The mackerel fleet operating out of Los Angeles Harbor (including for this report the City of Long Beach as well as the San Pedro, Wilmington and Terminal Island districts which comprise Los Angeles Harbor proper) exploits a large portion of the waters off Southern California. The purse seine fleet for both mackerel and sardines ranges from near Pt. Conception in the north to the Oceanside region in the south, and offshore to the Channel Islands. The scoop fleet covers Santa Monica Bay, the mainland coast as far south as Newport Beach, and offshore around Santa Catalina Island. Virtually the entire catch landed at Newport Beach is made by scoop boats fishing along the mainland coast between Huntington Beach and San Onofre and at Santa Catalina Island. At times this fleet will work south to Oceanside. Fishing at San Diego is carried on within twenty-five miles of port and is generally of minor significance.

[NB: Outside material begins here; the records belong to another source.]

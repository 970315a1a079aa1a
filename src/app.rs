// Copyright (c) 2025, Jason Jenkins
// SPDX-License-Identifier: BSD-3-Clause

//! Main application state and egui App implementation.
//!
//! This module contains the main application structure that implements
//! the egui::App trait. It owns the editing session, feeds it events from
//! the UI components, and runs slow work (file reads, catalog requests,
//! exports) on background threads whose results come back over channels.

use crate::config::EditorConfig;
use crate::error::{EditorError, EditorResult};
use crate::io::{catalog, media};
use crate::models::media::MediaAsset;
use crate::models::session::{SessionEvent, SessionState};
use crate::models::template::TemplateAsset;
use crate::render::compose::{Composer, LayerRasterizer};
use crate::render::export::{DirectorySink, Exporter};
use crate::render::text::CaptionRenderer;
use crate::ui::{canvas, sidebar, toolbar};
use std::path::PathBuf;
use std::sync::mpsc::{channel, Receiver};
use std::sync::Arc;

/// Result of a background media load (upload or catalog template).
struct MediaJob {
    receiver: Receiver<EditorResult<MediaAsset>>,
    uploaded: bool,
}

/// Main application state.
pub struct MemeApp {
    config: EditorConfig,

    /// The editing session; the only place editor state lives
    session: SessionState,

    /// Shared with export workers
    exporter: Arc<Exporter<LayerRasterizer>>,

    /// Composed preview texture and the session generation it shows
    preview: Option<(egui::TextureHandle, u64)>,

    /// Receiver for the remote template list
    catalog_loader: Option<Receiver<EditorResult<Vec<TemplateAsset>>>>,

    /// Receiver for background media loading
    media_loader: Option<MediaJob>,

    /// Receiver for the export in flight
    export_job: Option<Receiver<EditorResult<PathBuf>>>,

    /// Loading state message
    loading_message: Option<String>,

    /// Last status line shown under the preview
    status: String,
}

impl MemeApp {
    /// Create the application and start fetching the template catalog.
    pub fn new(config: EditorConfig) -> EditorResult<Self> {
        let captions = CaptionRenderer::from_config(&config.caption)?;
        let exporter = Exporter::new(
            Composer::new(LayerRasterizer::new(captions)),
            config.export.clone(),
        );
        let mut app = Self {
            session: SessionState::new(&config),
            exporter: Arc::new(exporter),
            preview: None,
            catalog_loader: None,
            media_loader: None,
            export_job: None,
            loading_message: None,
            status: "Ready".to_string(),
            config,
        };
        app.fetch_catalog();
        Ok(app)
    }

    /// Apply an event, logging (not surfacing) anything it rejects.
    fn dispatch(&mut self, event: SessionEvent) {
        if matches!(event, SessionEvent::Reset) {
            self.cancel_media_job();
        }
        if let Err(e) = self.session.apply(event) {
            log::warn!("Ignored event: {}", e);
        }
    }

    /// Forget the media load in flight; its result is never applied.
    fn cancel_media_job(&mut self) {
        if self.media_loader.take().is_some() {
            log::debug!("Discarded pending media load");
        }
        self.loading_message = None;
    }

    /// Request the remote template list (asynchronously).
    fn fetch_catalog(&mut self) {
        let (sender, receiver) = channel();
        self.catalog_loader = Some(receiver);
        let url = self.config.catalog.url.clone();

        std::thread::spawn(move || {
            let _ = sender.send(catalog::fetch_catalog(&url));
        });
    }

    /// Read an uploaded file into a media asset (asynchronously).
    fn load_upload(&mut self, path: PathBuf) {
        self.dispatch(SessionEvent::SetPendingFile(Some(path.clone())));
        let (sender, receiver) = channel();
        self.media_loader = Some(MediaJob {
            receiver,
            uploaded: true,
        });
        self.loading_message = Some(format!("Loading {}...", path.display()));

        std::thread::spawn(move || {
            let _ = sender.send(media::read_upload(&path));
        });
    }

    /// Download a catalog template image (asynchronously).
    fn load_template(&mut self, template: TemplateAsset) {
        // A template click supersedes any upload still loading.
        self.dispatch(SessionEvent::SetPendingFile(None));
        let (sender, receiver) = channel();
        self.media_loader = Some(MediaJob {
            receiver,
            uploaded: false,
        });
        self.loading_message = Some(format!("Loading {}...", template.name));

        std::thread::spawn(move || {
            let _ = sender.send(catalog::fetch_media(&template.url));
        });
    }

    /// Export a snapshot of the session (asynchronously).
    fn start_export(&mut self) {
        if self.export_job.is_some() {
            return;
        }
        let snapshot = self.session.clone();
        let format = snapshot.export_format();
        let exporter = Arc::clone(&self.exporter);
        let sink = DirectorySink::new(self.config.export.download_dir.clone());
        let (sender, receiver) = channel();
        self.export_job = Some(receiver);

        std::thread::spawn(move || {
            let _ = sender.send(exporter.export(&snapshot, format, &sink));
        });
    }

    /// Apply results of finished background jobs.
    fn poll_jobs(&mut self) {
        if let Some(receiver) = &self.catalog_loader {
            if let Ok(result) = receiver.try_recv() {
                self.catalog_loader = None;
                match result {
                    Ok(templates) => self.dispatch(SessionEvent::CatalogLoaded(templates)),
                    Err(e) => log::warn!("Template catalog unavailable: {}", e),
                }
            }
        }

        if let Some(job) = &self.media_loader {
            if let Ok(result) = job.receiver.try_recv() {
                let uploaded = job.uploaded;
                self.media_loader = None;
                self.loading_message = None;
                match result {
                    Ok(asset) if uploaded => self.dispatch(SessionEvent::MediaUploaded(asset)),
                    Ok(asset) => self.dispatch(SessionEvent::SetMedia(asset)),
                    Err(e) => {
                        if uploaded {
                            self.dispatch(SessionEvent::SetPendingFile(None));
                        }
                        log::error!("Failed to load media: {}", e);
                        self.status = format!("Failed to load media: {e}");
                    }
                }
            }
        }

        if let Some(receiver) = &self.export_job {
            if let Ok(result) = receiver.try_recv() {
                self.export_job = None;
                match result {
                    Ok(path) => self.status = format!("Saved {}", path.display()),
                    Err(EditorError::NoMediaSelected) => {
                        log::info!("Export skipped: no media selected");
                    }
                    Err(e) => {
                        log::error!("Export failed: {}", e);
                        self.status = format!("Export failed: {e}");
                    }
                }
            }
        }
    }

    /// Recompose the preview texture if the session changed.
    fn refresh_preview(&mut self, ctx: &egui::Context) {
        let generation = self.session.generation();
        if matches!(&self.preview, Some((_, shown)) if *shown == generation) {
            return;
        }
        let image = match self.exporter.composer().preview(&self.session) {
            Ok(image) => image,
            Err(e) => {
                log::error!("Preview failed: {}", e);
                return;
            }
        };
        let size = [image.width() as usize, image.height() as usize];
        let color_image = egui::ColorImage::from_rgba_unmultiplied(size, image.as_raw());
        match &mut self.preview {
            Some((texture, shown)) => {
                texture.set(color_image, egui::TextureOptions::LINEAR);
                *shown = generation;
            }
            None => {
                let texture = ctx.load_texture("preview", color_image, egui::TextureOptions::LINEAR);
                self.preview = Some((texture, generation));
            }
        }
    }

    fn pick_upload(&mut self) {
        if let Some(path) = rfd::FileDialog::new()
            .add_filter("Images and videos", media::UPLOAD_EXTENSIONS)
            .pick_file()
        {
            self.load_upload(path);
        }
    }
}

impl eframe::App for MemeApp {
    fn update(&mut self, ctx: &egui::Context, _frame: &mut eframe::Frame) {
        self.poll_jobs();

        // Keep polling while background work is running
        if self.catalog_loader.is_some() || self.media_loader.is_some() || self.export_job.is_some() {
            ctx.request_repaint();
        }

        // Toolbar
        let toolbar_event = egui::TopBottomPanel::top("toolbar")
            .show(ctx, |ui| {
                toolbar::show(ui, self.session.mode(), self.session.media().is_some())
            })
            .inner;
        if let Some(event) = toolbar_event {
            self.dispatch(event);
        }

        // Sidebar (right side)
        let busy = self.export_job.is_some();
        let actions = egui::SidePanel::right("sidebar")
            .default_width(360.0)
            .show(ctx, |ui| {
                sidebar::show(ui, &self.session, self.config.catalog.search_limit, busy)
            })
            .inner;

        for action in actions {
            match action {
                sidebar::SidebarAction::Event(event) => self.dispatch(event),
                sidebar::SidebarAction::Upload => self.pick_upload(),
                sidebar::SidebarAction::SelectRemote(template) => self.load_template(template),
                sidebar::SidebarAction::Export => self.start_export(),
            }
        }

        // Status line
        egui::TopBottomPanel::bottom("status").show(ctx, |ui| {
            ui.horizontal(|ui| {
                ui.label(format!("Mode: {:?}", self.session.mode()));
                ui.separator();
                if let Some(media) = self.session.media() {
                    ui.label(format!(
                        "{} rotated {}°",
                        media.media_type(),
                        media.rotation().degrees()
                    ));
                } else {
                    ui.label("No media");
                }
                ui.separator();
                ui.label(self.status.as_str());
            });
        });

        self.refresh_preview(ctx);

        // Main canvas (center)
        let events = egui::CentralPanel::default()
            .show(ctx, |ui| {
                if let Some(ref message) = self.loading_message {
                    ui.centered_and_justified(|ui| {
                        ui.vertical_centered(|ui| {
                            ui.add_space(20.0);
                            ui.spinner();
                            ui.add_space(10.0);
                            ui.label(
                                egui::RichText::new(message)
                                    .size(16.0)
                                    .color(egui::Color32::from_gray(200)),
                            );
                        });
                    });
                    Vec::new()
                } else {
                    let texture = self.preview.as_ref().map(|(texture, _)| texture);
                    canvas::show(ui, &self.session, texture)
                }
            })
            .inner;

        for event in events {
            self.dispatch(event);
        }
    }
}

At the present time (1948), there is no regular mackerel fishery in Central California. Until about 1941, a small hook-and-line fleet operated in Monterey Bay, supplying the fresh fish markets. The sardine fleet, which takes mackerel incidentally, operates between Pt. Reyes (30 miles northwest of San Francisco) and Pt. Buchon, about 100 miles south of Monterey. The San Francisco fleet fishes from north of Pt. Reyes to Monterey Bay.

With the tremendous increase in the commercial importance of mackerel, the California Division of Fish and Game instituted a research program designed to provide sufficient knowledge of the species to permit its proper management. Of basic importance was an understanding of the movements of the fish — whether the Southern California fishery was exploiting one or more of several independent populations existing throughout the range or whether and to what degree fish from other areas contributed to the local catch. The tagging program was devised originally in 1935 with this question in mind. It later seemed possible that tag returns might be used in studies of abundance and an intensified program was pursued in 1940 and 1941. With the outbreak of war, field work was greatly curtailed, though a few fish were tagged in the winter of 1942–43. Tags were collected through the 1946–47 season.

Three progress reports have been issued. These papers give more detailed information as to fishing methods and tagging techniques than is contained in the present publication, which does summarize the more pertinent data.

The tagging program demonstrated that mackerel from as far north as Oregon and as far south as the central portion of Lower California eventually entered the Southern California fishery. There was no evidence of a cyclic movement, although tagging in Lower California was not so conducted as to show such movement. There were indications of gradual dispersion over a period of years from the point of release. No fish were tagged south of central Lower California. There were few returned from this region and it seems probable that mackerel from farther south contribute little to the fishery.